■ Activity ■
Print the lines of the data, starting with the first, up to and including the line where "Persistence and per-peer" appears.

------------------------------------------------------------------------

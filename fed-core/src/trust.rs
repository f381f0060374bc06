//! Trust arithmetic: tiers, event deltas, peer status and decay.
//!
//! Everything here is a pure function of a score and the current time.
//! Persistence and per-peer serialization live in `fed-trust`.

use serde::{Deserialize, Serialize};
use std::fmt;

/// Score assigned to newly registered peers.
pub const DEFAULT_INITIAL_SCORE: f64 = 0.3;

/// Trust level stamped onto items received from any peer.
///
/// Received content is never trusted more than locally authored content,
/// whatever the source peer's score.
pub const UNVERIFIED_ITEM_TRUST: f64 = 0.3;

/// One week in seconds.
pub const WEEK_SECS: u64 = 7 * 24 * 60 * 60;

/// Score lost per full week without a successful sync.
pub const INACTIVITY_DECAY_PER_WEEK: f64 = 0.01;

/// Multiplier applied when a peer has not re-verified its identity for a week.
pub const VERIFICATION_DECAY_FACTOR: f64 = 0.9;

/// Clamp to [0, 1] and round to four decimals. NaN becomes 0.
pub fn clamp_score(score: f64) -> f64 {
    if score.is_nan() {
        return 0.0;
    }
    let clamped = score.clamp(0.0, 1.0);
    (clamped * 10_000.0).round() / 10_000.0
}

/// Apply a delta to a score, clamping the result.
pub fn apply_delta(score: f64, delta: f64) -> f64 {
    clamp_score(score + delta)
}

/// Trust tier, derived purely from the score.
#[derive(Debug, Clone, Copy, PartialEq, Eq, PartialOrd, Ord, Hash, Serialize, Deserialize)]
#[serde(rename_all = "snake_case")]
pub enum TrustTier {
    /// Below 0.2. No sync in either direction.
    Quarantine,
    /// [0.2, 0.4). Pull only; accepted content goes to review.
    Limited,
    /// [0.4, 0.6). Normal sync.
    Standard,
    /// [0.6, 0.8). Relaxed rate limit.
    Trusted,
    /// [0.8, 1.0]. Loosest rate limit.
    Core,
}

impl TrustTier {
    /// Tier for a score.
    pub fn from_score(score: f64) -> Self {
        let score = clamp_score(score);
        if score < 0.2 {
            TrustTier::Quarantine
        } else if score < 0.4 {
            TrustTier::Limited
        } else if score < 0.6 {
            TrustTier::Standard
        } else if score < 0.8 {
            TrustTier::Trusted
        } else {
            TrustTier::Core
        }
    }

    /// Whether this instance may start a sync with a peer of this tier.
    pub fn allows_outbound(&self) -> bool {
        *self >= TrustTier::Standard
    }

    /// Whether a peer of this tier may sync against this instance.
    pub fn allows_inbound(&self) -> bool {
        *self >= TrustTier::Limited
    }

    /// Whether a peer of this tier may push content to us.
    pub fn allows_push(&self) -> bool {
        *self >= TrustTier::Standard
    }

    /// Whether content accepted from this tier needs human review.
    pub fn requires_review(&self) -> bool {
        *self == TrustTier::Limited
    }

    /// Minimum-interval multiplier as (numerator, denominator).
    ///
    /// `None` means the tier is never admitted.
    pub fn interval_factor(&self) -> Option<(u32, u32)> {
        match self {
            TrustTier::Quarantine => None,
            TrustTier::Limited => Some((2, 1)),
            TrustTier::Standard => Some((1, 1)),
            TrustTier::Trusted => Some((1, 2)),
            TrustTier::Core => Some((1, 4)),
        }
    }

    /// Lower-case name.
    pub fn as_str(&self) -> &'static str {
        match self {
            TrustTier::Quarantine => "quarantine",
            TrustTier::Limited => "limited",
            TrustTier::Standard => "standard",
            TrustTier::Trusted => "trusted",
            TrustTier::Core => "core",
        }
    }
}

impl fmt::Display for TrustTier {
    fn fmt(&self, f: &mut fmt::Formatter<'_>) -> fmt::Result {
        f.write_str(self.as_str())
    }
}

/// Kinds of entries in a peer's trust history.
#[derive(Debug, Clone, Copy, PartialEq, Eq, Hash, Serialize, Deserialize)]
#[serde(rename_all = "snake_case")]
pub enum TrustEventKind {
    /// Sync run completed.
    SyncSuccess,
    /// Sync run failed for integrity, resource or transport reasons.
    SyncFailure,
    /// A conflict was detected with content from this peer.
    Conflict,
    /// An operator accepted content from this peer.
    ManualAccept,
    /// An operator rejected content from this peer.
    ManualReject,
    /// Operator set or nudged the score directly.
    ManualOverride,
    /// Weekly decay for lack of successful syncs.
    InactivityDecay,
    /// Decay for lack of identity re-verification.
    VerificationDecay,
    /// Message from this peer failed a security check.
    SecurityRejection,
    /// Peer identity was verified by a signed handshake.
    HandshakeVerified,
    /// Peer was revoked.
    Revocation,
}

impl TrustEventKind {
    /// Fixed score delta for event kinds that carry one.
    ///
    /// Decay, override, handshake and revocation events compute their own
    /// change and return `None`.
    pub fn fixed_delta(&self) -> Option<f64> {
        match self {
            TrustEventKind::SyncSuccess => Some(0.02),
            TrustEventKind::SyncFailure => Some(-0.05),
            TrustEventKind::Conflict => Some(-0.01),
            TrustEventKind::ManualAccept => Some(0.03),
            TrustEventKind::ManualReject => Some(-0.08),
            TrustEventKind::SecurityRejection => Some(-0.05),
            TrustEventKind::ManualOverride
            | TrustEventKind::InactivityDecay
            | TrustEventKind::VerificationDecay
            | TrustEventKind::HandshakeVerified
            | TrustEventKind::Revocation => None,
        }
    }

    /// Snake-case name, as stored.
    pub fn as_str(&self) -> &'static str {
        match self {
            TrustEventKind::SyncSuccess => "sync_success",
            TrustEventKind::SyncFailure => "sync_failure",
            TrustEventKind::Conflict => "conflict",
            TrustEventKind::ManualAccept => "manual_accept",
            TrustEventKind::ManualReject => "manual_reject",
            TrustEventKind::ManualOverride => "manual_override",
            TrustEventKind::InactivityDecay => "inactivity_decay",
            TrustEventKind::VerificationDecay => "verification_decay",
            TrustEventKind::SecurityRejection => "security_rejection",
            TrustEventKind::HandshakeVerified => "handshake_verified",
            TrustEventKind::Revocation => "revocation",
        }
    }

    /// Parse a stored name.
    pub fn parse(s: &str) -> Option<Self> {
        Some(match s {
            "sync_success" => TrustEventKind::SyncSuccess,
            "sync_failure" => TrustEventKind::SyncFailure,
            "conflict" => TrustEventKind::Conflict,
            "manual_accept" => TrustEventKind::ManualAccept,
            "manual_reject" => TrustEventKind::ManualReject,
            "manual_override" => TrustEventKind::ManualOverride,
            "inactivity_decay" => TrustEventKind::InactivityDecay,
            "verification_decay" => TrustEventKind::VerificationDecay,
            "security_rejection" => TrustEventKind::SecurityRejection,
            "handshake_verified" => TrustEventKind::HandshakeVerified,
            "revocation" => TrustEventKind::Revocation,
            _ => return None,
        })
    }
}

impl fmt::Display for TrustEventKind {
    fn fmt(&self, f: &mut fmt::Formatter<'_>) -> fmt::Result {
        f.write_str(self.as_str())
    }
}

/// Lifecycle status of a peer.
#[derive(Debug, Clone, Copy, PartialEq, Eq, Hash, Serialize, Deserialize)]
#[serde(rename_all = "snake_case")]
pub enum PeerStatus {
    /// Registered, identity not yet confirmed by a handshake.
    Pending,
    /// Standard tier or above.
    Active,
    /// Limited tier.
    Degraded,
    /// Quarantine tier.
    Suspended,
    /// Last contact failed at the transport level.
    Offline,
    /// Permanently barred. Terminal.
    Revoked,
}

impl PeerStatus {
    /// Status that follows from a tier alone.
    pub fn for_tier(tier: TrustTier) -> Self {
        match tier {
            TrustTier::Quarantine => PeerStatus::Suspended,
            TrustTier::Limited => PeerStatus::Degraded,
            _ => PeerStatus::Active,
        }
    }

    /// Status after a score change.
    ///
    /// Revoked is terminal. Pending and Offline are only left through a
    /// handshake, except that falling into quarantine always suspends.
    pub fn after_score_change(self, tier: TrustTier) -> Self {
        match self {
            PeerStatus::Revoked => PeerStatus::Revoked,
            PeerStatus::Pending | PeerStatus::Offline if tier != TrustTier::Quarantine => self,
            _ => PeerStatus::for_tier(tier),
        }
    }

    /// Whether the status is terminal.
    pub fn is_terminal(&self) -> bool {
        *self == PeerStatus::Revoked
    }

    /// Snake-case name, as stored.
    pub fn as_str(&self) -> &'static str {
        match self {
            PeerStatus::Pending => "pending",
            PeerStatus::Active => "active",
            PeerStatus::Degraded => "degraded",
            PeerStatus::Suspended => "suspended",
            PeerStatus::Offline => "offline",
            PeerStatus::Revoked => "revoked",
        }
    }

    /// Parse a stored name.
    pub fn parse(s: &str) -> Option<Self> {
        Some(match s {
            "pending" => PeerStatus::Pending,
            "active" => PeerStatus::Active,
            "degraded" => PeerStatus::Degraded,
            "suspended" => PeerStatus::Suspended,
            "offline" => PeerStatus::Offline,
            "revoked" => PeerStatus::Revoked,
            _ => return None,
        })
    }
}

impl fmt::Display for PeerStatus {
    fn fmt(&self, f: &mut fmt::Formatter<'_>) -> fmt::Result {
        f.write_str(self.as_str())
    }
}

/// Inactivity decay due at `now`.
///
/// `last_activity` is the later of the last successful sync and
/// registration. `checkpoint` is the end of the last decay window already
/// applied. Returns the number of whole weeks to charge and the new
/// checkpoint, or `None` when less than a week has accrued. Partial weeks
/// carry over, so repeated calls never double-charge.
pub fn inactivity_decay(last_activity: u64, checkpoint: Option<u64>, now: u64) -> Option<(u64, u64)> {
    let anchor = checkpoint.map_or(last_activity, |c| c.max(last_activity));
    let elapsed = now.saturating_sub(anchor);
    let weeks = elapsed / WEEK_SECS;
    if weeks == 0 {
        return None;
    }
    Some((weeks, anchor + weeks * WEEK_SECS))
}

/// Whether verification decay is due at `now`.
///
/// Applies at most once per week: the checkpoint is set to `now` whenever
/// the decay is charged.
pub fn verification_decay_due(last_verified: u64, checkpoint: Option<u64>, now: u64) -> bool {
    let anchor = checkpoint.map_or(last_verified, |c| c.max(last_verified));
    now.saturating_sub(anchor) >= WEEK_SECS
}
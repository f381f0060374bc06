//! Trust manager configuration (`[trust]`).

use fed_core::DEFAULT_INITIAL_SCORE;
use serde::Deserialize;

/// Trust manager configuration.
#[derive(Debug, Clone, Deserialize)]
pub struct TrustConfig {
    /// Score given to newly registered peers (default: 0.3).
    #[serde(default = "default_initial_score")]
    pub initial_score: f64,
    /// Trust events kept per peer (default: 5,000).
    #[serde(default = "default_max_history")]
    pub max_history: usize,
    /// Decay task interval in seconds; 0 disables the task (default: 3600).
    #[serde(default = "default_decay_interval")]
    pub decay_interval_secs: u64,
}

// Default value functions
fn default_initial_score() -> f64 {
    DEFAULT_INITIAL_SCORE
}

fn default_max_history() -> usize {
    5_000
}

fn default_decay_interval() -> u64 {
    3600 // 1 hour
}

impl Default for TrustConfig {
    fn default() -> Self {
        Self {
            initial_score: default_initial_score(),
            max_history: default_max_history(),
            decay_interval_secs: default_decay_interval(),
        }
    }
}
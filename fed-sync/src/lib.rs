//! # fed-sync
//!
//! Synchronization between federated knowledge-graph instances.
//!
//! - [`SyncOrchestrator`] drives pull, push and bidirectional runs against
//!   one peer at a time, gated by the peer's status, tier and rate limit.
//! - [`FederationResponder`] answers the same protocol from the other side.
//! - [`Applicator`] plans and applies received pages; conflicts are resolved
//!   per peer strategy or handed to [`Governance`].
//! - [`Transport`] moves framed messages: [`HttpTransport`] in production,
//!   [`LoopbackTransport`] and [`MockTransport`] in tests.
//!
//! Every network call goes through [`fed_security::SecurityLayer`]; every
//! trust consequence goes through [`fed_trust::TrustManager`].
//!
//! ## Example
//!
//! ```ignore
//! let orchestrator = SyncOrchestrator::new(security, trust, transport, graph, governance,
//!     OrchestratorConfig::from_config(&config));
//! let report = orchestrator.sync_peer(&peer_id, None).await?;
//! println!("{} created, {} updated", report.counts.created, report.counts.updated);
//! ```

#![warn(missing_docs)]
#![warn(clippy::all)]

pub mod apply;
pub mod config;
pub mod error;
pub mod governance;
pub mod graph;
pub mod limits;
pub mod orchestrator;
pub mod outbound;
pub mod responder;
pub mod scheduler;
pub mod transport;

pub use apply::{Action, Applicator, PagePlan, PageTally, WriteKind};
pub use config::{Config, ConfigError};
pub use error::{ErrorClass, Result, SyncError};
pub use governance::{ConflictReport, Governance, GovernanceError, RecordingGovernance};
pub use graph::{GraphChange, GraphError, GraphItem, GraphRepository, MemoryGraph};
pub use limits::{tier_period, RateLimitError, TierRateLimits};
pub use orchestrator::{OrchestratorConfig, SyncOrchestrator, SyncReport};
pub use outbound::{collect_page, should_send, OutboundPage};
pub use responder::FederationResponder;
pub use scheduler::{spawn_sync_scheduler, sync_all};
pub use transport::{
    Exchange, FrameHandler, HttpTransport, LoopbackTransport, MockTransport, Transport,
    TransportError, FEDERATION_PATH, MAX_FRAME_SIZE,
};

------------------------------------------------------------------------

■ Written response ■
filename fed-core/src/trust.rs
repository f381f0060374bc06
//! Trust arithmetic: tiers, event deltas, peer status and decay.
//!
//! Everything here is a pure function of a score and the current time.
//! Persistence and per-peer serialization live in `fed-trust`.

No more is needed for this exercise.